■ **Your task**
Every entry, from first to last, is to be written out exactly.

■ **Given records**
#![deny(missing_docs)]
//! Model-facing types for the Brain: the [`Provider`] trait, request/response
//! and message types, and context-window compaction strategies.
//!
//! This crate is the seam between the agent loop (`brain-agent`) and the
//! concrete LLM providers (`brain-provider-*`). It defines the vocabulary
//! both sides agree on, plus conversion to/from `brain_proto::content`.
//!
//! Key traits defined here:
//! - [`Provider`] — LLM provider interface (not object-safe, uses RPITIT)
//! - [`ContextStrategy`] — context window management

pub mod config;
pub mod context;
pub mod convert;
pub mod provider;
pub mod types;

// Re-exports
pub use config::AgentModelConfig;
pub use context::{ContextStrategy, NoCompaction};
pub use convert::{
    content_block_to_part, content_part_to_block, content_to_parts, content_to_user_message,
    parts_to_content,
};
pub use provider::{Provider, ProviderError};
pub use types::*;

■ **Result**
#![deny(missing_docs)]
//! Model-facing types for the Brain: the [`Provider`] trait, request/response
//! and message types, and context-window compaction strategies.
//!
//! This crate is the seam between the agent loop (`brain-agent`) and the
//! concrete LLM providers (`brain-provider-*`). It defines the vocabulary
//! both sides agree on, plus conversion to/from `brain_proto::content`.
//!
//! Key traits defined here:
//! - [`Provider`] — LLM provider interface (not object-safe, uses RPITIT)
//! - [`ContextStrategy`] — context window management

pub mod config;
pub mod context;
pub mod convert;
pub mod provider;
pub mod types;

// Re-exports
pub use config::AgentModelConfig;
pub use context::{ContextStrategy, NoCompaction};
pub use convert::{
    content_block_to_part, content_part_to_block, content_to_parts, content_to_user_message,
    parts_to_content,
};
pub use provider::{Provider, ProviderError};
pub use types::*;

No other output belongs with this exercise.